Pourquoi dit-on « navet » au cinéma ? Origine, définition et exemples de films ratés

Pourquoi dit-on « navet » au cinéma ? Origine, définition et exemples de films ratés

On ne naît pas “navet” au cinéma, on le devient, souvent malgré soi, parfois avec panache. L’expression, aujourd’hui passée dans le langage courant, désigne un mauvais film, raté sur le fond comme sur la forme, incapable d’émouvoir, de divertir ou même de scandaliser dignement. Mais derrière ce mot potager un peu ridicule se cache une histoire plus ancienne et plus subtile qu’il n’y paraît.

À l’origine, le mot “navet” n’a rien à voir avec le cinéma. Il surgit dans le monde de la peinture au XVIIIe siècle. Les élèves des Beaux-Arts, lassés de reproduire des modèles académiques, qualifiaient de “navets” les œuvres fades, sans imagination, exécutées mécaniquement pour plaire aux professeurs ou au marché. Le terme s’impose ensuite dans le vocabulaire critique pour désigner une œuvre artistique sans valeur, molle, sans relief, comme le légume lui-même, symbole de banalité et de fadeur.

Quand le cinéma apparaît à la fin du XIXe siècle, il récupère naturellement tout un lexique critique déjà en place. Très vite, les critiques et le public parlent de “navet” pour désigner un film raté. Le mot s’impose d’autant plus facilement que le cinéma produit, dès ses débuts, une quantité industrielle d’œuvres inégales. Entre chefs-d’œuvre et productions bâclées, il fallait bien un mot simple, parlant, presque moqueur. “Navet” coche toutes les cases.

Mais qu’est-ce qu’un navet, concrètement ? Ce n’est pas seulement un “mauvais film”. C’est un film qui échoue à tous les niveaux : scénario indigent, dialogues absurdes, jeu d’acteur approximatif, mise en scène paresseuse, effets spéciaux risibles ou anachroniques. Là où un film médiocre peut encore se laisser regarder, le navet provoque souvent un mélange d’ennui et de gêne. Paradoxalement, certains navets deviennent cultes précisément à cause de leur nullité, tant leur ratage est spectaculaire.

On pense par exemple à The Room, souvent cité comme l’un des pires films de tous les temps, devenu culte pour son absurdité totale. Ou à Batman & Robin, blockbuster au budget colossal qui s’est transformé en caricature involontaire du genre super-héroïque. Dans un registre français, certains films comiques oubliés ou certaines suites opportunistes entrent aussi dans cette catégorie : produits rapidement, sans exigence, pour capitaliser sur un succès passé.

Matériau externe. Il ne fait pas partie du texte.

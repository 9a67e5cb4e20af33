use clap::Parser;
use colored::*;
use std::process;
use tracing_subscriber::EnvFilter;

mod cli;

use crate::cli::{Cli, Commands};
use starter_core::config::load_settings_or_default;
use starter_core::{load_settings, settings_path, StarterError};

fn main() {
    let cli = Cli::parse();

    // STARTER_LOG wins over -v; RUST_LOG wins over both
    let default_level = match cli.verbose {
        0 => "warn",
        1 => "info",
        _ => "debug",
    };
    let log_level = std::env::var("STARTER_LOG").unwrap_or_else(|_| default_level.to_string());

    tracing_subscriber::fmt()
        .with_env_filter(
            EnvFilter::try_from_default_env().unwrap_or_else(|_| EnvFilter::new(&log_level)),
        )
        .with_writer(std::io::stderr)
        .init();

    if let Err(e) = run(cli) {
        eprintln!("{} {:#}", "Error:".red().bold(), e);

        // Use appropriate exit codes based on error type
        let exit_code = match e.downcast_ref::<StarterError>() {
            Some(StarterError::ConfigMissing(_)) => 1,
            Some(StarterError::Persistence(_)) => 1,
            Some(StarterError::Configuration(_)) | Some(StarterError::Serialization(_)) => 2,
            Some(StarterError::Io(_)) => 3,
            _ => 1,
        };
        process::exit(exit_code);
    }
}

fn run(cli: Cli) -> anyhow::Result<()> {
    // An explicit settings file must exist; the default one is optional
    let settings = match &cli.settings {
        Some(path) => load_settings(path)?,
        None => load_settings_or_default(settings_path())?,
    };

    tracing::debug!("{}", starter_core::system::describe_paths(&settings));

    match cli.command {
        Commands::CheckUpdates(args) => crate::cli::commands::check_updates::run(args, &settings),
        Commands::CreateSuperAdmin(args) => {
            crate::cli::commands::create_super_admin::run(args, &settings)
        }
    }
}
//! Output formatting

use clap::ValueEnum;
use colored::Colorize;
use serde::Serialize;
use tabled::settings::Style;
use tabled::{Table, Tabled};

use carepulse_forms::FieldErrors;

#[derive(Debug, Clone, Copy, Default, ValueEnum)]
pub enum OutputFormat {
    #[default]
    Table,
    Json,
    Yaml,
}

/// One `field | value` line of a record table
#[derive(Tabled)]
struct Entry {
    field: String,
    value: String,
}

impl OutputFormat {
    pub fn print<T: Serialize>(&self, data: &T) {
        match self {
            OutputFormat::Json => {
                println!("{}", serde_json::to_string_pretty(data).unwrap_or_default());
            }
            OutputFormat::Yaml => {
                println!("{}", serde_yaml::to_string(data).unwrap_or_default());
            }
            OutputFormat::Table => {
                let value = serde_json::to_value(data).unwrap_or_default();
                println!("{}", record_table(&value));
            }
        }
    }

    /// Print rows; tables use the row type's columns
    pub fn print_rows<T: Serialize + Tabled>(&self, rows: &[T]) {
        match self {
            OutputFormat::Table => {
                println!("{}", Table::new(rows).with(Style::rounded()));
            }
            _ => self.print(&rows),
        }
    }
}

fn record_table(value: &serde_json::Value) -> String {
    let entries: Vec<Entry> = match value {
        serde_json::Value::Object(map) => map
            .iter()
            .map(|(field, value)| Entry {
                field: field.clone(),
                value: scalar(value),
            })
            .collect(),
        other => vec![Entry {
            field: "value".into(),
            value: scalar(other),
        }],
    };
    Table::new(entries).with(Style::rounded()).to_string()
}

fn scalar(value: &serde_json::Value) -> String {
    match value {
        serde_json::Value::Null => "-".into(),
        serde_json::Value::String(s) => s.clone(),
        other => other.to_string(),
    }
}

pub fn print_errors(errors: &FieldErrors) {
    for (field, message) in errors {
        eprintln!("  {} {}", format!("{}:", field).as_str().bold(), message.as_str().red());
    }
}

pub fn success(message: &str) {
    println!("{} {}", "✓".green(), message);
}
//! Patient commands

use carepulse_forms::{
    EntityId, FieldValue, FormView, PatientIntakeForm, PersistenceGateway, RegistrationForm,
};

use super::{apply_values, read_document, settle, Context};
use crate::output::success;
use crate::PatientCommands;

pub async fn handle(action: PatientCommands, ctx: &Context) -> Result<(), String> {
    let gateway = ctx.gateway.as_ref();

    match action {
        PatientCommands::Intake { name, email, phone } => {
            let mut form = PatientIntakeForm::new().map_err(|e| e.to_string())?;
            let controller = form.controller_mut();
            for (field, raw) in [("name", name), ("email", email), ("phone", phone)] {
                controller.input(field, &raw).map_err(|e| e.to_string())?;
            }

            let user = settle(form.submit(gateway, &ctx.navigator).await)?;
            success(&format!("Created user {}", user.id));
            ctx.format.print(&user);
        }
        PatientCommands::Register { user_id, values, document } => {
            let user_id = EntityId::from_string(user_id);
            let user = gateway
                .get_user(&user_id)
                .await
                .map_err(|e| e.to_string())?
                .ok_or_else(|| format!("user {} not found", user_id))?;

            let mut form = RegistrationForm::new(user.clone()).map_err(|e| e.to_string())?;
            let controller = form.controller_mut();
            for (field, raw) in [("name", &user.name), ("email", &user.email), ("phone", &user.phone)] {
                controller.input(field, raw).map_err(|e| e.to_string())?;
            }
            apply_values(controller, &values)?;
            if let Some(path) = document {
                let file = read_document(&path)?;
                controller
                    .change("identificationDocument", FieldValue::Files(vec![file]))
                    .map_err(|e| e.to_string())?;
            }

            let patient = settle(form.submit(gateway, &ctx.navigator).await)?;
            success(&format!("Registered patient {}", patient.id));
            ctx.format.print(&patient);
        }
        PatientCommands::Get { user_id } => {
            let patient = gateway
                .get_patient(&EntityId::from_string(user_id.clone()))
                .await
                .map_err(|e| e.to_string())?
                .ok_or_else(|| format!("no patient registered for user {}", user_id))?;
            ctx.format.print(&patient);
        }
    }
    Ok(())
}
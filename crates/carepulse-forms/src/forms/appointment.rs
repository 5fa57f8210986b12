//! Appointment form in its create, schedule and cancel variants

use chrono::{NaiveDateTime, TimeZone, Utc};
use std::collections::BTreeMap;
use std::sync::Arc;

use crate::catalog::doctor_options;
use crate::domain::{
    AppointmentChanges, AppointmentKind, AppointmentRecord, AppointmentStatus, AppointmentUpdate,
    EntityId, FieldKind, FieldSpec, FieldValue, NewAppointment,
};
use crate::error::{FormsError, Result};
use crate::form::schemas::{appointment_schema, INVALID_DATE};
use crate::form::{FormController, FormState};
use crate::navigation::{Navigator, Route};
use crate::ports::PersistenceGateway;
use crate::submission::{SubmissionController, SubmitOutcome};

use super::FormView;

/// Display pattern of the schedule picker
pub const SCHEDULE_FORMAT: &str = "MM/dd/yyyy  -  h:mm aa";

pub struct AppointmentForm {
    kind: AppointmentKind,
    user_id: EntityId,
    patient_id: Option<EntityId>,
    appointment: Option<AppointmentRecord>,
    controller: FormController,
    submission: SubmissionController,
    open: bool,
}
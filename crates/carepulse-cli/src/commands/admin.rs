//! Admin gate commands

use std::sync::Arc;

use carepulse_forms::gate::INVALID_PASSKEY;
use carepulse_forms::{AccessGate, FileCredentialStore, GateState};

use super::Context;
use crate::output::success;
use crate::AdminCommands;

fn gate(ctx: &Context) -> Result<AccessGate, String> {
    let path = FileCredentialStore::default_path().ok_or("Cannot find home directory")?;
    Ok(AccessGate::new(ctx.passkey()?, Arc::new(FileCredentialStore::new(path))))
}

pub async fn handle(action: AdminCommands, ctx: &Context) -> Result<(), String> {
    let mut gate = gate(ctx)?;

    match action {
        AdminCommands::Login { passkey } => {
            if gate.mount(&ctx.navigator) == GateState::Closed {
                success("Admin area already unlocked");
                return Ok(());
            }
            gate.set_input(&passkey);
            if !gate.submit(&ctx.navigator).map_err(|e| e.to_string())? {
                return Err(gate.error().unwrap_or(INVALID_PASSKEY).to_string());
            }
            success("Admin area unlocked");
        }
        AdminCommands::Status => {
            let state = gate.mount(&ctx.navigator);
            ctx.format.print(&serde_json::json!({ "gate": state }));
        }
        AdminCommands::Logout => {
            gate.sign_out().map_err(|e| e.to_string())?;
            success("Stored admin credential removed");
        }
    }
    Ok(())
}
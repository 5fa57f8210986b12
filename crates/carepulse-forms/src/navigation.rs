//! Navigation targets and the navigator port

use parking_lot::Mutex;
use std::fmt;

use crate::domain::EntityId;

/// Fixed routes the forms and the access gate navigate to
#[derive(Clone, Debug, PartialEq, Eq, Hash)]
pub enum Route {
    Home,
    Admin,
    PatientRegister { user_id: EntityId },
    NewAppointment { user_id: EntityId },
    AppointmentSuccess { user_id: EntityId, appointment_id: EntityId },
}

impl Route {
    pub fn path(&self) -> String {
        match self {
            Self::Home => "/".to_string(),
            Self::Admin => "/admin".to_string(),
            Self::PatientRegister { user_id } => format!("/patients/{}/register", user_id),
            Self::NewAppointment { user_id } => format!("/patients/{}/new-appointment", user_id),
            Self::AppointmentSuccess { user_id, appointment_id } => format!(
                "/patients/{}/new-appointment/success?appointmentId={}",
                user_id, appointment_id
            ),
        }
    }
}

impl fmt::Display for Route {
    fn fmt(&self, f: &mut fmt::Formatter<'_>) -> fmt::Result {
        f.write_str(&self.path())
    }
}

/// Navigation port
pub trait Navigator: Send + Sync {
    fn push(&self, route: Route);
}

/// Navigator that remembers every route it was asked to open
#[derive(Debug, Default)]
pub struct RecordingNavigator {
    history: Mutex<Vec<Route>>,
}

impl RecordingNavigator {
    pub fn new() -> Self {
        Self::default()
    }

    pub fn history(&self) -> Vec<Route> {
        self.history.lock().clone()
    }

    pub fn last(&self) -> Option<Route> {
        self.history.lock().last().cloned()
    }
}

impl Navigator for RecordingNavigator {
    fn push(&self, route: Route) {
        tracing::debug!(path = %route, "navigate");
        self.history.lock().push(route);
    }
}

#[cfg(test)]
mod tests {
    use super::*;

    #[test]
    fn test_route_templates() {
        let user_id = EntityId::from_string("u42");
        assert_eq!(Route::Home.path(), "/");
        assert_eq!(Route::Admin.path(), "/admin");
        assert_eq!(
            Route::PatientRegister { user_id: user_id.clone() }.path(),
            "/patients/u42/register"
        );
        assert_eq!(
            Route::NewAppointment { user_id: user_id.clone() }.path(),
            "/patients/u42/new-appointment"
        );
        assert_eq!(
            Route::AppointmentSuccess {
                user_id,
                appointment_id: EntityId::from_string("a7"),
            }
            .to_string(),
            "/patients/u42/new-appointment/success?appointmentId=a7"
        );
    }

    #[test]
    fn test_recording_navigator() {
        let nav = RecordingNavigator::new();
        nav.push(Route::Home);
        nav.push(Route::Admin);
        assert_eq!(nav.history(), vec![Route::Home, Route::Admin]);
        assert_eq!(nav.last(), Some(Route::Admin));
    }
}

Il faut être honnête : le navet n’est pas toujours involontaire. Certains films sont conçus avec cynisme, en visant uniquement la rentabilité, sans ambition artistique. Là, le spectateur le sent immédiatement. Et c’est souvent ce qui agace le plus : l’impression qu’on le prend pour un idiot.

Mais le phénomène est plus complexe. Il existe aussi des “beaux ratés”, des films sincères mais maladroits, qui deviennent des navets malgré eux. Ceux-là suscitent parfois une forme de tendresse. Ils rappellent que le cinéma est un art fragile, où tout peut basculer, un mauvais casting, un montage raté, une idée mal exploitée, et tout s’effondre.

Au fond, traiter un film de “navet”, c’est poser un jugement brutal mais populaire. C’est un mot qui ne s’embarrasse pas de théorie. Il tranche. Il amuse. Et il rappelle que le cinéma, même lorsqu’il échoue, reste un spectacle. Parfois involontairement comique, parfois désastreux, mais rarement indifférent.

Et c’est peut-être ça, le vrai paradoxe du navet : il échoue à être un bon film… mais réussit souvent à exister dans les mémoires.